Dear editor,
It is an advancement in surgical care to acknowledge the disparate outcomes between genders. This study1 served as one of the first to pay attention to sex-varied outcomes after orthopedic spine surgery. The researchers adequately highlighted the way that variable risk factors in men and women may lead to unequal surgical outcomes. Because of this, they appropriately suggest tailoring surgical care to these differences.
We write to challenge the realm of assessment conducted in this study. The study's research methods may have been strengthened by considering the differences in psychosocial risk factors encountered by men and women. In a still male-dominated society, women experience a different set of psychosocial stressors than their male counterparts, and this impacts their health.2 It should be noted that orthopedic researchers have highlighted the varied outcomes in men and women in orthopedic procedures other than spine. Boer et al3 recognizes female sex as a risk factor for postoperative pain in rotator cuff repairs. However, this study similarly failed to address the role of psychosocial risk factors.
Our intention is not to diminish the surgical importance of risk factors already explored in this study. It is understandable that factors like diabetes mellitus or steroid use pose a different kind of threat to surgical success. Our goal is to simply highlight a possible influence in the surgical care of men and women that was neglected in this assessment and many others that have compared surgical outcomes between the genders.

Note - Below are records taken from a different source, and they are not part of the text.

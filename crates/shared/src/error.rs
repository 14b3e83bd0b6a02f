//! Error types for lessonforge.
//!
//! Library crates use [`LessonForgeError`] via `thiserror`.
//! The CLI wraps this with `color-eyre` for rich diagnostics.

use std::path::PathBuf;

/// Top-level error type for all lessonforge operations.
#[derive(Debug, thiserror::Error)]
pub enum LessonForgeError {
    /// Configuration loading or validation error.
    #[error("config error: {message}")]
    Config { message: String },

    /// Catalog file could not be read or parsed.
    #[error("catalog error: {message}")]
    Catalog { message: String },

    /// A page failed to load after the retry budget was exhausted.
    /// The only error that leaves the progress ledger untouched.
    #[error("navigation failed for {url}: {message}")]
    Navigation { url: String, message: String },

    /// The expected content region was absent from a page.
    #[error("extraction error: {0}")]
    Extraction(String),

    /// A markup or math subtree failed to transcribe or embed.
    #[error("conversion error: {0}")]
    Conversion(String),

    /// An image or direct-download asset failed to retrieve.
    #[error("asset fetch error: {0}")]
    AssetFetch(String),

    /// Progress ledger read/append error.
    #[error("ledger error: {0}")]
    Ledger(String),

    /// Filesystem I/O error.
    #[error("I/O error at {path:?}: {source}")]
    Io {
        path: PathBuf,
        source: std::io::Error,
    },
}

/// Convenience alias used throughout the codebase.
pub type Result<T> = std::result::Result<T, LessonForgeError>;

impl LessonForgeError {
    /// Create a config error from any displayable message.
    pub fn config(msg: impl Into<String>) -> Self {
        Self::Config {
            message: msg.into(),
        }
    }

    /// Create a catalog error from any displayable message.
    pub fn catalog(msg: impl Into<String>) -> Self {
        Self::Catalog {
            message: msg.into(),
        }
    }

    /// Create a navigation error for a URL.
    pub fn navigation(url: impl Into<String>, msg: impl Into<String>) -> Self {
        Self::Navigation {
            url: url.into(),
            message: msg.into(),
        }
    }

    /// Wrap a `std::io::Error` with a path for context.
    pub fn io(path: impl Into<PathBuf>, source: std::io::Error) -> Self {
        Self::Io {
            path: path.into(),
            source,
        }
    }
}
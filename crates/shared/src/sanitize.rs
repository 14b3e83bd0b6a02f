//! Filesystem-safe name mapping for artifact files.

use std::sync::LazyLock;

use regex::Regex;

/// Map display text to a filesystem-safe file stem.
///
/// Removes the characters `\ / : * ? " < > |`, trims surrounding whitespace,
/// and replaces internal spaces with `_`. Deterministic; no state.
pub fn sanitize_name(text: &str) -> String {
    static FORBIDDEN_RE: LazyLock<Regex> =
        LazyLock::new(|| Regex::new(r#"[\\/:*?"<>|]"#).expect("valid regex"));

    FORBIDDEN_RE
        .replace_all(text, "")
        .trim()
        .replace(' ', "_")
}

It is not a novel concept that psychosocial factors influence the quality of surgical care.4 Other fields such as general surgery have begun to explore the way psychosocial factors impact surgical outcomes. A prospective study5 looking at medically comorbid gastrointestinal cancer patients revealed that postoperative complication rates in patients with at least 1 psychosocial risk factor were 28 percentage points higher than those without. Suggestions provided by this study included finding ways to obtain more reliable measures of socioeconomic stress to accurately account for these risk factors. Although gender was not the focus of this paper, it sets an example of how overlooked factors like race, class, and socioeconomic status can influence surgical care.
Challenging research designs in this way better prepares us to anticipate the way varied psychosocial backgrounds can impact surgical care and enact preventative measures. Specifically, attention to these risk factors can allow physicians to implement unique and targeted preoperative assessments, patient education tools, and methods to alleviate common fears or address misconceptions that may be more prevalent in certain populations.
Our intention in writing this response is to appreciate the attention to gender differences of this study while providing criticism. Our goal was to legitimize the discussion of psychosocial risk factors in surgical outcomes, give evidence of this being done in other surgical fields, and provide examples of how care can be improved in recognition of these factors. We hope that orthopedic surgery will grow in its capacity to appreciate the way psychosocial risk factors shape operative success.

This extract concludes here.